The entries below contain a stretch that opens with the line containing "in that case." and closes with the line containing "element, e.g. as"; set down that stretch exactly, both ends included, and nothing else.

(Saved entries)
%%
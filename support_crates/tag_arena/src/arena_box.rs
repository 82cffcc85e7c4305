use crate::traits::{ArenaError, ElementAllocator};
use core::fmt::{Debug, Display, Formatter};
use core::marker::PhantomData;
use core::mem;
use core::ops::{Deref, DerefMut};
use core::ptr::NonNull;

/// A box that keeps its value in storage taken from an [`ElementAllocator`].
///
/// # Generic Arguments
/// - `'alloc` is the lifetime of the allocator from which the storage was taken.
/// - `T` is the type of the boxed value.
/// - `A` is the [`ElementAllocator`] implementation.
pub struct ArenaBox<'alloc, T, A: ElementAllocator<T>> {
    /// The value managed by this box
    inner: NonNull<T>,
    /// The allocator from which the storage was taken
    source_alloc: &'alloc A,
    _value: PhantomData<T>,
}

impl<'alloc, T, A: ElementAllocator<T>> ArenaBox<'alloc, T, A> {
    /// Move the given value into storage allocated from `allocator`.
    ///
    /// Fails with [`ArenaError::Unaligned`] if the allocator returned storage that is not suitably aligned to hand out
    /// references to `T`. The storage is given back to the allocator in that case.
    pub fn new(value: T, allocator: &'alloc A) -> Result<Self, ArenaError> {
        let p = allocator.allocate(1)?;

        let align = mem::align_of::<T>();
        if p.as_ptr() as usize % align != 0 {
            log::trace!("storage at {:p} is not aligned to {} bytes", p, align);
            // Safety: p was just allocated with n = 1 and holds no value
            unsafe { allocator.deallocate(p, 1)? };
            return Err(ArenaError::Unaligned { align });
        }

        // Safety: p is freshly allocated and aligned
        unsafe { allocator.construct(p, value) };
        Ok(Self {
            inner: p,
            source_alloc: allocator,
            _value: PhantomData,
        })
    }

    /// Consume the box and leak the held value.
    ///
    /// The storage is never returned to the allocator.
    pub fn leak(self) -> &'alloc mut T {
        let result = self.inner;
        mem::forget(self);
        unsafe { &mut *result.as_ptr() }
    }

    /// Consume the box, returning its raw parts.
    ///
    /// After calling this function, the caller is responsible for destroying `T` and releasing the storage back to
    /// the allocator.
    /// The easiest way to to this is to construct another box using [`from_raw()`](ArenaBox::from_raw) and then
    /// dropping it.
    pub fn into_raw(self) -> (NonNull<T>, &'alloc A) {
        let result = (self.inner, self.source_alloc);
        mem::forget(self);
        result
    }

    /// Construct a box from raw parts.
    ///
    /// # Safety
    /// `data` must hold a live, aligned value in storage that was allocated from `source_alloc` for exactly one
    /// element, e.g. as returned by [`into_raw()`](ArenaBox::into_raw).
    pub unsafe fn from_raw(data: NonNull<T>, source_alloc: &'alloc A) -> Self {
        Self {
            inner: data,
            source_alloc,
            _value: PhantomData,
        }
    }
}

impl<'alloc, T, A: ElementAllocator<T>> Drop for ArenaBox<'alloc, T, A> {
    fn drop(&mut self) {
        unsafe {
            self.source_alloc.destroy(self.inner);
            if let Err(e) = self.source_alloc.deallocate(self.inner, 1) {
                log::warn!("could not return storage of a box to its allocator: {}", e);
            }
        }
    }
}

impl<'alloc, T, A: ElementAllocator<T>> Deref for ArenaBox<'alloc, T, A> {
    type Target = T;

    fn deref(&self) -> &Self::Target {
        unsafe { self.inner.as_ref() }
    }
}

impl<'alloc, T, A: ElementAllocator<T>> DerefMut for ArenaBox<'alloc, T, A> {
    fn deref_mut(&mut self) -> &mut Self::Target {
        unsafe { self.inner.as_mut() }
    }
}

impl<'alloc, T: Display, A: ElementAllocator<T>> Display for ArenaBox<'alloc, T, A> {
    fn fmt(&self, f: &mut Formatter<'_>) -> core::fmt::Result {
        Display::fmt(&**self, f)
    }
}

impl<'alloc, T: Debug, A: ElementAllocator<T>> Debug for ArenaBox<'alloc, T, A> {
    fn fmt(&self, f: &mut Formatter<'_>) -> core::fmt::Result {
        Debug::fmt(&**self, f)
    }
}

#[cfg(test)]
mod test {
    use super::*;
    use crate::TaggedArena;
    use core::sync::atomic::{AtomicUsize, Ordering};
    use std::format;

    static DROPPED: AtomicUsize = AtomicUsize::new(0);

    struct DropCounter(u32);

    impl Drop for DropCounter {
        fn drop(&mut self) {
            DROPPED.fetch_add(1, Ordering::SeqCst);
        }
    }

    #[test]
    fn test_box_value_roundtrip() {
        let arena = TaggedArena::<u32, 64>::new().unwrap();
        let mut b = ArenaBox::new(0x11, &arena).unwrap();
        assert_eq!(*b, 0x11);
        *b = 0x22;
        assert_eq!(*b, 0x22);
        assert_eq!(format!("{}", b), "34");
        assert_eq!(format!("{:?}", b), "34");
    }

    #[test]
    fn test_box_drop_releases_storage() {
        let arena = TaggedArena::<u32, 64>::new().unwrap();
        let initial_free = arena.free_bytes();
        {
            let _b1 = ArenaBox::new(1, &arena).unwrap();
            let _b2 = ArenaBox::new(2, &arena).unwrap();
            assert!(arena.free_bytes() < initial_free);
        }
        assert_eq!(arena.free_bytes(), initial_free);
        assert_eq!(arena.blocks().count(), 1);
    }

    #[test]
    fn test_box_runs_destructor() {
        let arena = TaggedArena::<DropCounter, 64>::new().unwrap();
        let b = ArenaBox::new(DropCounter(3), &arena).unwrap();
        assert_eq!(b.0, 3);
        assert_eq!(DROPPED.load(Ordering::SeqCst), 0);
        drop(b);
        assert_eq!(DROPPED.load(Ordering::SeqCst), 1);
        assert!(arena.is_valid());
        assert_eq!(arena.free_bytes(), 64 - 8);
    }

    #[test]
    fn test_box_fails_when_arena_is_full() {
        let arena = TaggedArena::<u32, 12>::new().unwrap();
        let _b = ArenaBox::new(1, &arena).unwrap();
        assert_eq!(
            ArenaBox::new(2, &arena).unwrap_err(),
            ArenaError::OutOfMemory
        );
    }

    #[test]
    fn test_box_rejects_unaligned_storage() {
        // u64 payloads start 4 bytes past the 8 byte aligned buffer start
        let arena = TaggedArena::<u64, 64>::new().unwrap();
        assert_eq!(
            ArenaBox::new(7u64, &arena).unwrap_err(),
            ArenaError::Unaligned { align: 8 }
        );
        assert_eq!(arena.free_bytes(), 64 - 8);
    }

    #[test]
    fn test_into_raw_and_from_raw() {
        let arena = TaggedArena::<u16, 32>::new().unwrap();
        let b = ArenaBox::new(0x55, &arena).unwrap();
        let (raw, alloc) = b.into_raw();
        assert_eq!(unsafe { raw.as_ptr().read() }, 0x55);

        let b = unsafe { ArenaBox::from_raw(raw, alloc) };
        assert_eq!(*b, 0x55);
        drop(b);
        assert_eq!(arena.blocks().count(), 1);
    }

    #[test]
    fn test_leak_keeps_block_allocated() {
        let arena = TaggedArena::<u32, 64>::new().unwrap();
        let value = ArenaBox::new(9, &arena).unwrap().leak();
        *value += 1;
        assert_eq!(*value, 10);
        assert_eq!(arena.blocks().next().unwrap().state, crate::BlockState::Allocated);
    }
}
use core::cell::UnsafeCell;
use core::mem;
use core::ptr::{self, NonNull};

/// How many bytes one boundary tag occupies in the backing buffer.
pub const TAG_SIZE: usize = mem::size_of::<i32>();

/// How many bytes a block spends on bookkeeping (its begin-tag and end-tag).
pub const TAGS_SIZE: usize = 2 * TAG_SIZE;

/// Whether a block is allocated or free
#[derive(Debug, Eq, PartialEq, Copy, Clone)]
pub enum BlockState {
    Free,
    Allocated,
}

/// A boundary tag as it is stored at both ends of a block.
///
/// The magnitude is the payload length of the block in bytes, the sign encodes its state:
/// positive means free, negative means allocated.
#[derive(Debug, Eq, PartialEq, Copy, Clone)]
pub(crate) struct Tag(i32);

impl Tag {
    pub fn new(payload_len: usize, state: BlockState) -> Self {
        debug_assert!(payload_len > 0, "blocks must carry a payload");
        debug_assert!(payload_len <= i32::MAX as usize);
        let len = payload_len as i32;
        match state {
            BlockState::Free => Self(len),
            BlockState::Allocated => Self(-len),
        }
    }

    /// The length of the payload that is governed by this tag.
    pub fn payload_len(self) -> usize {
        self.0.unsigned_abs() as usize
    }

    /// The length of the whole block including both of its tags.
    pub fn span(self) -> usize {
        self.payload_len() + TAGS_SIZE
    }

    pub fn state(self) -> BlockState {
        if self.0 > 0 {
            BlockState::Free
        } else {
            BlockState::Allocated
        }
    }

    pub fn is_free(self) -> bool {
        self.state() == BlockState::Free
    }

    pub fn raw(self) -> i32 {
        self.0
    }
}

/// The backing buffer of an arena.
///
/// All byte reinterpretation of the arena happens here. Blocks are addressed by their byte offset from the start
/// of the buffer; typed pointers only exist at the boundary to the caller.
///
/// The bytes live inside an [`UnsafeCell`] so that payload pointers which were handed out earlier stay valid while
/// the arena keeps rewriting tags through a shared reference.
#[repr(C)]
pub(crate) struct Storage<T, const N: usize> {
    // aligns the start of `bytes` for `T`
    _align: [T; 0],
    bytes: UnsafeCell<[u8; N]>,
}

impl<T, const N: usize> Storage<T, N> {
    pub fn new() -> Self {
        Self {
            _align: [],
            bytes: UnsafeCell::new([0u8; N]),
        }
    }

    fn base(&self) -> *mut u8 {
        self.bytes.get().cast()
    }

    /// Read the tag located at the given byte offset.
    pub fn read_tag(&self, offset: usize) -> Tag {
        assert!(
            offset + TAG_SIZE <= N,
            "tag at offset {offset} does not lie inside the backing buffer"
        );
        // Safety: the range is inside the buffer and tags are accessed unaligned
        Tag(unsafe { ptr::read_unaligned(self.base().add(offset).cast::<i32>()) })
    }

    /// Write a tag to the given byte offset.
    pub fn write_tag(&self, offset: usize, tag: Tag) {
        assert!(
            offset + TAG_SIZE <= N,
            "tag at offset {offset} does not lie inside the backing buffer"
        );
        // Safety: the range is inside the buffer and tags are accessed unaligned
        unsafe { ptr::write_unaligned(self.base().add(offset).cast::<i32>(), tag.0) }
    }

    /// Write begin-tag and end-tag of the block starting at `offset`.
    pub fn write_block(&self, offset: usize, payload_len: usize, state: BlockState) {
        let tag = Tag::new(payload_len, state);
        self.write_tag(offset, tag);
        self.write_tag(offset + TAG_SIZE + payload_len, tag);
    }

    /// A pointer to the payload of the block whose begin-tag is located at `offset`.
    pub fn payload_ptr(&self, offset: usize) -> NonNull<T> {
        assert!(offset + TAG_SIZE <= N);
        // Safety: the offset is inside the buffer so the resulting pointer is derived from a non-null base
        unsafe { NonNull::new_unchecked(self.base().add(offset + TAG_SIZE).cast()) }
    }

    /// The byte offset of `ptr` if it points into the buffer.
    pub fn offset_of(&self, ptr: *const u8) -> Option<usize> {
        let start = self.base() as usize;
        let addr = ptr as usize;
        if addr >= start && addr < start + N {
            Some(addr - start)
        } else {
            None
        }
    }
}

#[cfg(test)]
mod test {
    use super::*;

    #[test]
    fn test_tag_sign_encodes_state() {
        let free = Tag::new(12, BlockState::Free);
        let used = Tag::new(12, BlockState::Allocated);

        assert_eq!(free.raw(), 12);
        assert_eq!(used.raw(), -12);
        assert_eq!(free.payload_len(), used.payload_len());
        assert_eq!(free.state(), BlockState::Free);
        assert_eq!(used.state(), BlockState::Allocated);
        assert_eq!(free.span(), 12 + TAGS_SIZE);
    }

    #[test]
    fn test_storage_tags_at_unaligned_offsets() {
        let storage = Storage::<u8, 16>::new();
        storage.write_tag(1, Tag::new(3, BlockState::Allocated));
        storage.write_tag(8, Tag::new(3, BlockState::Free));

        assert_eq!(storage.read_tag(1), Tag::new(3, BlockState::Allocated));
        assert_eq!(storage.read_tag(8), Tag::new(3, BlockState::Free));
    }

    #[test]
    fn test_write_block_sets_both_tags() {
        let storage = Storage::<u32, 24>::new();
        storage.write_block(0, 16, BlockState::Free);

        assert_eq!(storage.read_tag(0), Tag::new(16, BlockState::Free));
        assert_eq!(storage.read_tag(20), Tag::new(16, BlockState::Free));
    }

    #[test]
    fn test_offset_of() {
        let storage = Storage::<u32, 24>::new();
        let payload = storage.payload_ptr(0);

        assert_eq!(storage.offset_of(payload.as_ptr().cast()), Some(TAG_SIZE));
        assert_eq!(
            storage.offset_of(storage.base().wrapping_add(24)),
            None,
            "one past the end is outside of the buffer"
        );
        assert_eq!(storage.offset_of(core::ptr::null()), None);
    }

    #[test]
    fn test_storage_is_aligned_for_element() {
        let storage = Storage::<u64, 32>::new();
        assert_eq!(storage.base() as usize % mem::align_of::<u64>(), 0);
    }

    #[test]
    #[should_panic]
    fn test_read_tag_out_of_bounds() {
        let storage = Storage::<u8, 8>::new();
        storage.read_tag(5);
    }
}
// Copyright 2025 eraflo
//
// Licensed under the Apache License, Version 2.0 (the "License");
// you may not use this file except in compliance with the License.
// You may obtain a copy of the License at
//
//     http://www.apache.org/licenses/LICENSE-2.0
//
// Unless required by applicable law or agreed to in writing, software
// distributed under the License is distributed on an "AS IS" BASIS,
// WITHOUT WARRANTIES OR CONDITIONS OF ANY KIND, either express or implied.
// See the License for the specific language governing permissions and
// limitations under the License.

//! An in-memory host scene with an operation journal.

mod journal;
mod node;

pub use journal::*;
pub use node::*;

use std::collections::{HashMap, HashSet};
use std::path::{Path, PathBuf};
use throng_core::scene::{
    AttrPath, AttrValue, ConnectOptions, DuplicateOptions, ImportOptions, MeshDescription,
    NodeHandle, NodeKind, ReparentOptions, SceneError, SceneGraph, SceneResult,
};

/// The shading group every new scene starts with.
pub const DEFAULT_SHADING_GROUP: &str = "initialShadingGroup";

/// The default list nodes every new scene starts with.
pub const DEFAULT_LISTS: [&str; 3] = [
    ":defaultShaderList1",
    ":defaultTextureList1",
    ":defaultRenderUtilityList1",
];

/// A scene graph held entirely in memory.
///
/// Node names are unique: a name already in use gets a numeric suffix, as
/// hosts usually do. Connections copy the source values onto the destination
/// when they are made, so a connection followed by a disconnection leaves a
/// snapshot behind. New mesh shapes join the default shading group without a
/// journaled operation. Mesh files are not read from disk; they must be
/// registered with [`add_mesh_file`](MemoryScene::add_mesh_file) first.
#[derive(Debug)]
pub struct MemoryScene {
    nodes: HashMap<NodeHandle, SceneNode>,
    by_name: HashMap<String, NodeHandle>,
    connections: Vec<(AttrPath, AttrPath)>,
    files: HashMap<PathBuf, Vec<(String, MeshDescription)>>,
    journal: Vec<SceneOp>,
    failures: Vec<OpKind>,
    next_id: u64,
}

impl Default for MemoryScene {
    fn default() -> Self {
        Self::new()
    }
}

impl MemoryScene {
    /// Creates a scene holding only the default lists and shading group.
    pub fn new() -> Self {
        let mut scene = Self {
            nodes: HashMap::new(),
            by_name: HashMap::new(),
            connections: Vec::new(),
            files: HashMap::new(),
            journal: Vec::new(),
            failures: Vec::new(),
            next_id: 1,
        };
        for list in DEFAULT_LISTS {
            scene.insert(list, NodeKind::DefaultList);
        }
        scene.insert(DEFAULT_SHADING_GROUP, NodeKind::ShadingGroup);
        scene
    }

    /// Registers the objects of a mesh file, by object name.
    pub fn add_mesh_file(
        &mut self,
        path: impl Into<PathBuf>,
        objects: Vec<(String, MeshDescription)>,
    ) -> &mut Self {
        self.files.insert(path.into(), objects);
        self
    }

    /// Makes the next operation of the given kind fail with a backend error.
    pub fn fail_next(&mut self, kind: OpKind) {
        self.failures.push(kind);
    }

    /// Returns every operation received so far, in order.
    pub fn journal(&self) -> &[SceneOp] {
        &self.journal
    }

    /// Counts the journaled operations of one kind.
    pub fn count(&self, kind: OpKind) -> usize {
        self.count_where(|op| op.kind() == kind)
    }

    /// Counts the journaled operations matching a predicate.
    pub fn count_where(&self, predicate: impl Fn(&SceneOp) -> bool) -> usize {
        self.journal.iter().filter(|op| predicate(op)).count()
    }

    /// Forgets the journaled operations.
    pub fn clear_journal(&mut self) {
        self.journal.clear();
    }

    /// Returns a node.
    pub fn get(&self, node: NodeHandle) -> Option<&SceneNode> {
        self.nodes.get(&node)
    }

    /// Returns `true` if the node exists.
    pub fn contains(&self, node: NodeHandle) -> bool {
        self.nodes.contains_key(&node)
    }

    /// Returns the number of nodes, default nodes included.
    pub fn node_count(&self) -> usize {
        self.nodes.len()
    }

    /// Returns the value of an attribute.
    pub fn attribute(&self, path: &AttrPath) -> Option<&AttrValue> {
        self.nodes.get(&path.node)?.attribute(&path.attr)
    }

    /// Returns `true` if `src` is connected to `dst`.
    pub fn is_connected(&self, src: &AttrPath, dst: &AttrPath) -> bool {
        self.connections.iter().any(|(s, d)| s == src && d == dst)
    }

    /// Returns every live connection.
    pub fn connections(&self) -> &[(AttrPath, AttrPath)] {
        &self.connections
    }

    /// Returns the shading group a node is a member of.
    pub fn shading_group_of(&self, node: NodeHandle) -> Option<NodeHandle> {
        self.nodes
            .iter()
            .find(|(_, n)| n.kind == NodeKind::ShadingGroup && n.members.contains(&node))
            .map(|(handle, _)| *handle)
    }

    fn insert(&mut self, base: &str, kind: NodeKind) -> NodeHandle {
        let handle = NodeHandle::new(self.next_id);
        self.next_id += 1;
        let name = self.unique_name(base);
        self.by_name.insert(name.clone(), handle);
        self.nodes.insert(handle, SceneNode::new(name, kind));
        handle
    }

    fn unique_name(&self, base: &str) -> String {
        if !self.by_name.contains_key(base) {
            return base.to_string();
        }
        let stem = base.trim_end_matches(|c: char| c.is_ascii_digit());
        (1..)
            .map(|n| format!("{stem}{n}"))
            .find(|name| !self.by_name.contains_key(name))
            .unwrap_or_else(|| format!("{stem}_"))
    }

    fn node(&self, node: &NodeHandle) -> SceneResult<&SceneNode> {
        self.nodes
            .get(node)
            .ok_or_else(|| SceneError::NodeNotFound(node.to_string()))
    }

    fn node_mut(&mut self, node: &NodeHandle) -> SceneResult<&mut SceneNode> {
        self.nodes
            .get_mut(node)
            .ok_or_else(|| SceneError::NodeNotFound(node.to_string()))
    }

    fn check(&mut self, kind: OpKind) -> SceneResult<()> {
        match self.failures.iter().position(|k| *k == kind) {
            Some(index) => {
                self.failures.remove(index);
                log::debug!("Injected failure consumed by {kind:?}");
                Err(SceneError::Backend(format!("injected failure in {kind:?}")))
            }
            None => Ok(()),
        }
    }

    fn link(&mut self, child: NodeHandle, parent: NodeHandle) {
        if let Some(node) = self.nodes.get_mut(&child) {
            node.parents.push(parent);
        }
        if let Some(node) = self.nodes.get_mut(&parent) {
            node.children.push(child);
        }
    }

    fn unlink(&mut self, child: NodeHandle, parent: NodeHandle) {
        if let Some(node) = self.nodes.get_mut(&child) {
            node.parents.retain(|p| *p != parent);
        }
        if let Some(node) = self.nodes.get_mut(&parent) {
            node.children.retain(|c| *c != child);
        }
    }

    fn is_ancestor(&self, ancestor: NodeHandle, node: NodeHandle) -> bool {
        let mut stack = vec![node];
        let mut seen = HashSet::new();
        while let Some(current) = stack.pop() {
            if current == ancestor {
                return true;
            }
            if seen.insert(current) {
                if let Some(n) = self.nodes.get(&current) {
                    stack.extend(n.parents.iter().copied());
                }
            }
        }
        false
    }

    fn add_mesh_object(&mut self, name: &str, mesh: MeshDescription) -> NodeHandle {
        let transform = self.insert(name, NodeKind::Transform);
        let shape = self.insert(&format!("{name}Shape"), NodeKind::Mesh);
        if let Some(node) = self.nodes.get_mut(&shape) {
            node.mesh = Some(mesh);
        }
        self.link(shape, transform);
        if let Some(group) = self
            .by_name
            .get(DEFAULT_SHADING_GROUP)
            .and_then(|sg| self.nodes.get_mut(sg))
        {
            group.members.push(shape);
        }
        transform
    }

    fn copy_subtree(
        &mut self,
        source: NodeHandle,
        deep: bool,
        copies: &mut Vec<(NodeHandle, NodeHandle)>,
    ) -> SceneResult<NodeHandle> {
        let original = self.node(&source)?.clone();
        let copy = self.insert(&original.name, original.kind);
        if let Some(node) = self.nodes.get_mut(&copy) {
            node.attributes = original.attributes;
            node.mesh = original.mesh;
        }
        copies.push((source, copy));

        if deep {
            for child in original.children {
                let child_copy = self.copy_subtree(child, true, copies)?;
                self.link(child_copy, copy);
            }
        }
        Ok(copy)
    }

    fn delete_subtree(&mut self, node: NodeHandle) {
        let Some(removed) = self.nodes.get(&node).cloned() else {
            return;
        };
        for child in removed.children {
            let shared = self
                .nodes
                .get(&child)
                .is_some_and(|c| c.parents.len() > 1);
            if shared {
                self.unlink(child, node);
            } else {
                self.delete_subtree(child);
            }
        }
        for parent in removed.parents {
            self.unlink(node, parent);
        }

        self.nodes.remove(&node);
        self.by_name.remove(&removed.name);
        self.connections
            .retain(|(src, dst)| src.node != node && dst.node != node);
        for other in self.nodes.values_mut() {
            other.members.retain(|m| *m != node);
        }
    }

    fn copy_values(&mut self, src: &AttrPath, dst: &AttrPath) -> SceneResult<()> {
        let values: Vec<(String, AttrValue)> = self
            .node(&src.node)?
            .attributes
            .iter()
            .filter_map(|(name, value)| {
                let suffix = attr_suffix(name, &src.attr)?;
                Some((format!("{}{suffix}", dst.attr), value.clone()))
            })
            .collect();

        let target = self.node_mut(&dst.node)?;
        target
            .attributes
            .retain(|name, _| attr_suffix(name, &dst.attr).is_none());
        target.attributes.extend(values);
        Ok(())
    }
}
%%
» **Result of the task**
    /// references to `T`. The storage is given back to the allocator in that case.
    pub fn new(value: T, allocator: &'alloc A) -> Result<Self, ArenaError> {
        let p = allocator.allocate(1)?;

        let align = mem::align_of::<T>();
        if p.as_ptr() as usize % align != 0 {
            log::trace!("storage at {:p} is not aligned to {} bytes", p, align);
            // Safety: p was just allocated with n = 1 and holds no value
            unsafe { allocator.deallocate(p, 1)? };
            return Err(ArenaError::Unaligned { align });
        }

        // Safety: p is freshly allocated and aligned
        unsafe { allocator.construct(p, value) };
        Ok(Self {
            inner: p,
            source_alloc: allocator,
            _value: PhantomData,
        })
    }

    /// Consume the box and leak the held value.
    ///
    /// The storage is never returned to the allocator.
    pub fn leak(self) -> &'alloc mut T {
        let result = self.inner;
        mem::forget(self);
        unsafe { &mut *result.as_ptr() }
    }

    /// Consume the box, returning its raw parts.
    ///
    /// After calling this function, the caller is responsible for destroying `T` and releasing the storage back to
    /// the allocator.
    /// The easiest way to to this is to construct another box using [`from_raw()`](ArenaBox::from_raw) and then
    /// dropping it.
    pub fn into_raw(self) -> (NonNull<T>, &'alloc A) {
        let result = (self.inner, self.source_alloc);
        mem::forget(self);
        result
    }

    /// Construct a box from raw parts.
    ///
    /// # Safety
    /// `data` must hold a live, aligned value in storage that was allocated from `source_alloc` for exactly one
    /// element, e.g. as returned by [`into_raw()`](ArenaBox::into_raw).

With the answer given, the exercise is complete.